▸ TASK PROMPT: Lines to return, exactly: from the line with "immediately, never retried." to the line with "pub use file::FileSearchCoordinator;" in the entries below, both included.

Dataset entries
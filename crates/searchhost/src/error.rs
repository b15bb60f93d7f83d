use crate::types::ProviderHandle;

#[derive(Debug, thiserror::Error)]
pub enum SearchError {
    /// The transport-safe query was structurally malformed. A protocol-level
    /// fault: rejected immediately, never retried.
    #[error("malformed query: {0}")]
    MalformedQuery(String),

    /// The handle resolves to no registered provider. Distinct from a search
    /// that ran and failed.
    #[error("no search provider registered for handle {0}")]
    ProviderNotFound(ProviderHandle),

    /// A provider reported an error while producing results. Retry policy,
    /// if any, belongs to the caller.
    #[error("search provider error: {0}")]
    Provider(String),

    #[error("internal error: {0}")]
    Internal(String),
}

pub type Result<T> = std::result::Result<T, SearchError>;
//! Per-request engines that drive providers to completion.
//!
//! Each request runs as one cooperative task: it resolves a provider, drives
//! it to its terminal event, relays every intermediate batch through a
//! bounded channel to the peer, and settles exactly once through the request
//! state machine.

mod batch;
mod file;
mod state;
mod text;

pub use batch::{spawn_match_relay, MatchBatcher, MATCH_BATCH_SIZE};
pub use file::FileSearchCoordinator;
pub use state::{RequestState, RequestTracker};
pub use text::TextSearchCoordinator;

▸ ANSWER TO THIS EXERCISE:
    /// fault: rejected immediately, never retried.
    #[error("malformed query: {0}")]
    MalformedQuery(String),

    /// The handle resolves to no registered provider. Distinct from a search
    /// that ran and failed.
    #[error("no search provider registered for handle {0}")]
    ProviderNotFound(ProviderHandle),

    /// A provider reported an error while producing results. Retry policy,
    /// if any, belongs to the caller.
    #[error("search provider error: {0}")]
    Provider(String),

    #[error("internal error: {0}")]
    Internal(String),
}

pub type Result<T> = std::result::Result<T, SearchError>;
//! Per-request engines that drive providers to completion.
//!
//! Each request runs as one cooperative task: it resolves a provider, drives
//! it to its terminal event, relays every intermediate batch through a
//! bounded channel to the peer, and settles exactly once through the request
//! state machine.

mod batch;
mod file;
mod state;
mod text;

pub use batch::{spawn_match_relay, MatchBatcher, MATCH_BATCH_SIZE};
pub use file::FileSearchCoordinator;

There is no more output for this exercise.